‘Would you support any restriction on abortion procedures, and, if so, what would it be?” It’s a simple enough question, and one I’d imagine many Americans would like to hear posed to politicians running for president. It’s also one that presidential candidates never are required to handle.
The fourth debate of the Democratic primary took place in Ohio on Tuesday evening, and, for the fourth time this election cycle, moderators failed to ask candidates to respond to this exceedingly fundamental, exceedingly important question. It’s almost as if journalists at major networks don’t want Americans to know where politicians stand on the matter.
This year has featured a series of public debates over abortion restrictions, sparked by state laws legalizing abortion past the point of fetal viability and, on the other side of the issue, state laws attempting to limit abortion to the first few weeks of pregnancy. Despite the immediate relevance of the issue, Democrats continue to avoid articulating whether they’d back a single restriction on the controversial procedure, even late in pregnancy.

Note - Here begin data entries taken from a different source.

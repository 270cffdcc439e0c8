#![allow(unused_macros)]

// Forwards to defmt when the `defmt` feature is on, otherwise the arguments
// are only borrowed so that host builds stay warning-free.

macro_rules! debug {
    ($s:literal $(, $x:expr)* $(,)?) => {
        {
            #[cfg(feature = "defmt")]
            ::defmt::debug!($s $(, $x)*);
            #[cfg(not(feature = "defmt"))]
            #[allow(unused_parens)]
            let _ = ($( & $x ),*);
        }
    };
}

macro_rules! info {
    ($s:literal $(, $x:expr)* $(,)?) => {
        {
            #[cfg(feature = "defmt")]
            ::defmt::info!($s $(, $x)*);
            #[cfg(not(feature = "defmt"))]
            #[allow(unused_parens)]
            let _ = ($( & $x ),*);
        }
    };
}

macro_rules! warn {
    ($s:literal $(, $x:expr)* $(,)?) => {
        {
            #[cfg(feature = "defmt")]
            ::defmt::warn!($s $(, $x)*);
            #[cfg(not(feature = "defmt"))]
            #[allow(unused_parens)]
            let _ = ($( & $x ),*);
        }
    };
}

macro_rules! error {
    ($s:literal $(, $x:expr)* $(,)?) => {
        {
            #[cfg(feature = "defmt")]
            ::defmt::error!($s $(, $x)*);
            #[cfg(not(feature = "defmt"))]
            #[allow(unused_parens)]
            let _ = ($( & $x ),*);
        }
    };
}
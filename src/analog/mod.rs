//! 8 channel, 10 bit analog front end (MCP3008) on a SPI device.

use embedded_hal_async::spi::SpiDevice;

use crate::bus::transfer_full_duplex;
use crate::device::Device;
use crate::error::{BusError, Error};
use crate::sensor::Sensor;

pub const CHANNELS: u8 = 8;

const START_BIT: u8 = 0x01;
const SINGLE_ENDED: u8 = 0x08;

pub struct Mcp3008<SPI> {
    spi: SPI,
    claimed: bool,
}

impl<SPI: SpiDevice> Mcp3008<SPI> {
    pub fn new(spi: SPI) -> Self {
        Self { spi, claimed: false }
    }

    pub fn release(self) -> SPI {
        self.spi
    }

    /// Forgets the claim, reads fail with `DeviceUnavailable` until the next `init`.
    pub fn invalidate(&mut self) {
        self.claimed = false;
    }

    #[cfg(test)]
    pub(crate) fn bus_mut(&mut self) -> &mut SPI {
        &mut self.spi
    }

    pub async fn read_channel(&mut self, channel: u8) -> Result<u16, Error> {
        if channel >= CHANNELS {
            return Err(Error::InvalidChannel(channel));
        }

        if !self.claimed {
            return Err(BusError::DeviceUnavailable.into());
        }

        self.convert(channel).await.map_err(Error::Bus)
    }

    /// Borrow a single channel as a pull sensor.
    pub fn channel(&mut self, channel: u8) -> AnalogChannel<'_, SPI> {
        AnalogChannel { adc: self, channel }
    }

    async fn convert(&mut self, channel: u8) -> Result<u16, BusError> {
        let response = transfer_full_duplex(&mut self.spi, request(channel)).await?;

        Ok(code(response))
    }
}

fn request(channel: u8) -> [u8; 3] {
    [START_BIT, (SINGLE_ENDED + channel) << 4, 0]
}

fn code(response: [u8; 3]) -> u16 {
    (u16::from(response[1] & 0x03) << 8) | u16::from(response[2])
}

impl<SPI: SpiDevice, D> Device<D> for Mcp3008<SPI> {
    type Info = u16;

    /// Claims the converter with one probe conversion on channel 0.
    async fn init(&mut self, _delay: &mut D) -> Result<u16, Error> {
        match self.convert(0).await {
            Ok(probe) => {
                self.claimed = true;
                info!("analog: converter claimed, channel 0 reads {=u16}", probe);
                Ok(probe)
            }
            Err(e) => {
                self.claimed = false;
                error!("analog: failed to claim converter {}", e);
                Err(Error::Bus(e))
            }
        }
    }

    fn is_ready(&self) -> bool {
        self.claimed
    }
}

pub struct AnalogChannel<'a, SPI> {
    adc: &'a mut Mcp3008<SPI>,
    channel: u8,
}

impl<SPI: SpiDevice> Sensor for AnalogChannel<'_, SPI> {
    type Reading = u16;

    async fn sample(&mut self) -> Result<u16, Error> {
        let raw = self.adc.read_channel(self.channel).await?;
        debug!("analog: channel {=u8} raw {=u16}", self.channel, raw);

        Ok(raw)
    }
}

Last night’s debate was just the latest example. Abortion policy was left until the final hour, and both questions on the topic were based on the unspoken premise that no form of abortion restrictions would be acceptable to any Democratic politician. Moderators asked several candidates what they’d do as president to prevent states from limiting abortion early in pregnancy and asked another few to say whether they’d consider packing the Supreme Court to “protect reproductive rights.”
The assumption behind both questions is that of course limiting abortion is per se unacceptable and of course presidential hopefuls must be prepared to wield the power of the office to ensure that abortion remains available throughout pregnancy. And, given the opportunity, candidates were perfectly happy to elaborate on their fanciful policy ideas for doing just that.
California senator Kamala Harris promised to enact a regime of “pre-clearance,” using her administration to block state laws that her Department of Justice deems contradictory to Roe v. Wade. “While we still have . . . state legislators who are outdated and out of touch, mostly men who are telling women what to do with their bodies, then there needs to be accountability and consequence,” she intoned.
As abortion-rights advocates often do, Harris ignored the fact that women tend to favor abortion restrictions at higher rates than men do, before going on to call abortion “a fundamental issue of justice for women in America” and repeating the question-begging euphemism that no one can tell a woman what to do with her own body.
Former vice president Joe Biden, Minnesota senator Amy Klobuchar, New Jersey senator Cory Booker, and former housing and urban development secretary Julián Castro all said that, as president, they would codify the ruling in Roe v. Wade as federal law, but they offered no explanation as to how they would achieve such a goal without trampling on the Constitution’s separation of powers.
Booker noted, too, that he would create an “Office of Reproductive Freedom and Reproductive Rights” within the White House to police attempts to undermine Roe. Both Booker and Castro promised to repeal the Hyde amendment, a rider that has been added to federal spending bills on a bipartisan basis to prohibit the direct funding of abortion procedures. (For his part, Biden came out against Hyde this summer, after spending decades of his career insisting he’s a “personally pro-life” Catholic Democrat who believes it’s essential to safeguard the conscience rights of pro-life Americans.)
Several candidates repeated the statistic that seven out of ten Americans support Roe — a fairly useless piece of data, considering that only about 62 percent of Americans even know Roe had to do with abortion, according to a 2013 Pew survey. Among respondents under 30 years of age, that percentage fell to 44 percent. How much less must Americans realize the implications of Roe for federal and state abortion policy?
Another question that might be useful to pose to Democratic hopefuls: Do you agree with Roe’s holding that states have a right to regulate abortion after a fetus becomes viable? The current Democratic baseline — that abortion ought to be legal throughout all nine months of pregnancy for any reason — is, at least in theory, in tension with the Supreme Court’s reasoning in both Roe and Planned Parenthood v. Casey, both of which leave room for states to regulate abortion after fetal viability.
Hawaii representative Tulsi Gabbard was the only candidate on stage to articulate support for abortion restrictions of any kind, taking the old line of the Democratic party that abortion should be safe, legal, and rare. “I support codifying Roe v. Wade while making sure that, during the third trimester, abortion is not an option unless the life or severe health consequences of a woman are at risk,” Gabbard said.
By taking this stance, Gabbard made herself far and away the most moderate Democratic candidate on the issue, and still her position is out of step with a majority of Americans, most of whom favor limiting abortion to, at most, the first three months of pregnancy.
Given the complexity of public opinion on abortion policy, the least moderators could do is ask candidates to be straightforward rather than catering to their desire to grandstand on euphemism and avoid the fundamental questions at the heart of the debate.